The case for observability

#observability

This article is my attempt at building a generic business case that you can take to different parts of your org to convince them to invest in observability. The cases are at the end if you want to skip my rambling explanations. It's written as a response to this tweet:

Charity Majors

@mipsytipsy

@sugendran How would you make the business case?

04:24 AM - 28 Dec 2019

0 0

The reason we need a business case is that anyone who hasn't bought into the idea of observability will see this as a cost and they need to understand why they should spend time and money on it. They will need to make a trade-off against other activities they could be doing with that time and money. If they don't see the value you see then you're just going to be fighting them the whole way.

The case will need to speak to a few different stakeholders. You're going to need exec buy-in above all else. You want them backing you up when you argue that the definition of done means your work has observability baked in. You're also going to need product and engineering managers on board as you're going to need to spend some engineering time to get observability set up. Finally, you're going to need to get your peers to understand why and how to use it. The worst thing that can happen is you get an observability solution up and running, and then nobody uses it when it matters.
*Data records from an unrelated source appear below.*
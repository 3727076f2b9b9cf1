// SPDX-License-Identifier: PMPL-1.0-or-later
//! VeriSim Compiled Queries
//!
//! Reusable, strongly-typed query templates for the VeriSimDB document layer.
//! A template describes its query once; the engine translates that
//! description into a parameterized command a single time per cache key and
//! afterwards only re-binds member values and executes.

pub mod binder;
pub mod cache;
pub mod command;
pub mod compiler;
pub mod config;
pub mod diagnostics;
pub mod error;
pub mod executor;
pub mod expr;
pub mod key;
pub mod result;
pub mod storage;
pub mod template;
pub mod translate;

pub use binder::ParameterBinder;
pub use cache::{CacheStats, PlanCache};
pub use command::{BoundCommand, BoundParameter, CommandShape, ParamType, ParamValue, ResultShape};
pub use compiler::{CompiledPlan, PlanCompiler, PlanId};
pub use config::CompiledQueryConfig;
pub use diagnostics::{CommandPreview, PlanExplanation};
pub use error::{CompiledQueryError, Result};
pub use executor::CompiledQueryEngine;
pub use expr::{field, literal, member, Predicate, QueryExpr, QueryExpression, Queryable};
pub use key::{CacheKey, EqualityKey, KeyDeriver, KeyMode};
pub use storage::{InMemoryDocumentStore, Row, StorageError, StorageExecutor};
pub use template::{CompiledQuery, Document, InvocationCounters, TemplateContext};
pub use translate::{ExpressionTranslator, SqlTranslator, TemplateMember, TranslateError, TranslatedCommand};
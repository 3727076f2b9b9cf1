// SPDX-License-Identifier: PMPL-1.0-or-later
// Copyright (c) 2026 Jonathan D.A. Jewell (hyperpolymath) <jonathan.jewell@open.ac.uk>

//! The compiled query engine.
//!
//! Every facade operation follows the same pipeline: derive the template's
//! cache key, fetch or compile its plan, bind the instance's member values,
//! then hand the bound command to storage (or to the caller, for previews).
//! Only the storage round trip of the async operations suspends.

use std::sync::Arc;
use std::time::{Duration, Instant};

use tracing::{instrument, warn};

use crate::binder::ParameterBinder;
use crate::cache::{CacheStats, PlanCache};
use crate::command::BoundCommand;
use crate::compiler::{CompiledPlan, PlanCompiler};
use crate::config::CompiledQueryConfig;
use crate::diagnostics::{CommandPreview, PlanExplanation};
use crate::error::{CompiledQueryError, Result};
use crate::key::KeyDeriver;
use crate::result::shape_rows;
use crate::storage::{Row, StorageExecutor};
use crate::template::{template_name, CompiledQuery, InvocationCounters};
use crate::translate::{ExpressionTranslator, SqlTranslator};

/// Compiles, caches and executes query templates against one storage
/// executor.
pub struct CompiledQueryEngine<S: StorageExecutor> {
    config: CompiledQueryConfig,
    keys: KeyDeriver,
    compiler: PlanCompiler,
    cache: PlanCache,
    storage: Arc<S>,
    counters: Arc<InvocationCounters>,
}

impl<S: StorageExecutor> CompiledQueryEngine<S> {
    /// Engine rendering the JSONB document dialect for `config`'s schema.
    pub fn new(config: CompiledQueryConfig, storage: Arc<S>) -> Result<Self> {
        config.validate()?;
        let translator = Arc::new(SqlTranslator::new(
            config.schema.clone(),
            config.table_prefix.clone(),
        ));
        Ok(Self::with_translator(config, storage, translator))
    }

    /// Engine using a caller-supplied translator.
    pub fn with_translator(
        config: CompiledQueryConfig,
        storage: Arc<S>,
        translator: Arc<dyn ExpressionTranslator>,
    ) -> Self {
        let counters = Arc::new(InvocationCounters::new());
        let compiler = PlanCompiler::new(translator, Arc::clone(&counters), config.slow_compile_ms);
        Self {
            config,
            keys: KeyDeriver::new(),
            compiler,
            cache: PlanCache::new(),
            storage,
            counters,
        }
    }

    /// The cached plan for `template`'s key, compiled on first use.
    pub fn plan_for<Q: CompiledQuery>(&self, template: &Q) -> Result<Arc<CompiledPlan>> {
        let key = self.keys.derive_key(template, self.config.key_mode)?;
        self.cache.get_or_compile(key, || self.compiler.compile(template))
    }

    /// Run `template` and map the rows per its declared terminal.
    #[instrument(skip_all, fields(template = template_name::<Q>()))]
    pub fn execute<Q: CompiledQuery>(&self, template: &Q) -> Result<Q::Output> {
        let (plan, command) = self.prepare(template)?;
        let rows = self.storage.run(&command)?;
        materialize::<Q>(&plan, rows)
    }

    /// Async counterpart of [`execute`](Self::execute). Dropping the returned
    /// future abandons the storage round trip.
    #[instrument(skip_all, fields(template = template_name::<Q>()))]
    pub async fn execute_async<Q: CompiledQuery>(&self, template: &Q) -> Result<Q::Output> {
        let (plan, command) = self.prepare(template)?;
        let rows = self.storage.run_async(&command).await?;
        materialize::<Q>(&plan, rows)
    }

    /// [`execute_async`](Self::execute_async) bounded by `limit`. A plan
    /// compiled before the deadline stays cached.
    pub async fn execute_with_timeout<Q: CompiledQuery>(
        &self,
        template: &Q,
        limit: Duration,
    ) -> Result<Q::Output> {
        let started = Instant::now();
        match tokio::time::timeout(limit, self.execute_async(template)).await {
            Ok(result) => result,
            Err(_) => {
                let elapsed_ms = started.elapsed().as_millis();
                warn!(
                    template = template_name::<Q>(),
                    elapsed_ms = elapsed_ms as u64,
                    limit_ms = limit.as_millis() as u64,
                    "compiled query timed out"
                );
                Err(CompiledQueryError::Cancelled {
                    template: template_name::<Q>(),
                    elapsed_ms,
                })
            }
        }
    }

    /// The exact command `execute` would send for `template`.
    #[instrument(skip_all, fields(template = template_name::<Q>()))]
    pub fn preview_command<Q: CompiledQuery>(&self, template: &Q) -> Result<CommandPreview> {
        let (_, command) = self.prepare(template)?;
        Ok(command.into())
    }

    /// Preview plus the store's plan and the compiled plan's metadata.
    #[instrument(skip_all, fields(template = template_name::<Q>()))]
    pub fn explain_plan<Q: CompiledQuery>(&self, template: &Q) -> Result<PlanExplanation> {
        let (plan, command) = self.prepare(template)?;
        let storage_plan = self.storage.explain(&command)?;
        Ok(PlanExplanation::new(&plan, command, storage_plan))
    }

    /// Snapshot of the plan cache counters.
    pub fn cache_stats(&self) -> CacheStats {
        self.cache.stats()
    }

    /// `query_is` invocation counters, one per template type.
    pub fn counters(&self) -> &InvocationCounters {
        &self.counters
    }

    /// Configuration this engine was built with.
    pub fn config(&self) -> &CompiledQueryConfig {
        &self.config
    }

    /// Underlying storage executor.
    pub fn storage(&self) -> &Arc<S> {
        &self.storage
    }

    fn prepare<Q: CompiledQuery>(&self, template: &Q) -> Result<(Arc<CompiledPlan>, BoundCommand)> {
        let plan = self.plan_for(template)?;
        let command = ParameterBinder::bind(&plan, template)?;
        Ok((plan, command))
    }
}

fn materialize<Q: CompiledQuery>(plan: &CompiledPlan, rows: Vec<Row>) -> Result<Q::Output> {
    let handler = plan.materializer::<Q::Output>()?;
    let shaped = shape_rows(plan.result_shape(), rows, plan.template_name())?;
    handler(shaped)
}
Side note: My approach to writing these business cases is to first think about the narrative that I want to tell. My aim with the narrative is to get them to understand why something is either important, or urgent and important. The way we do that is to try and understand what is of value to them, and working out how the narrative shows them value.

The narrative for how I think about observability is: You would never build a business without a way to understand the behaviour of your clients/users. Building a distributed system is no different, there are complex interactions and we need to understand our clients/users move through that system. Without this, we're just guessing about how to optimise, where issues lay, and how to fix production issues.

I am not going to cover any solutions in the cases below. There are different ways to achieve observability and there are plenty of docs covering this. What's important is that they understand why we need observability not how. You should create two options that make sense for your organisation, each will have different costs in time and money. This provides the data to help make tradeoffs.

For your peers:

Observability is the ultimate way to understand exactly what happens to the user/client as they move about the system. We can trace exactly what they're doing in high fidelity. This means that we can profile real-user behaviour and optimise our code for how they use the product. During an incident, we can narrow our traces to just the affected users and use the detail to understand exactly what they did. Without observability, we are simply guessing based on aggregations and symptoms. Observability will reduce our toil and make our lives easier.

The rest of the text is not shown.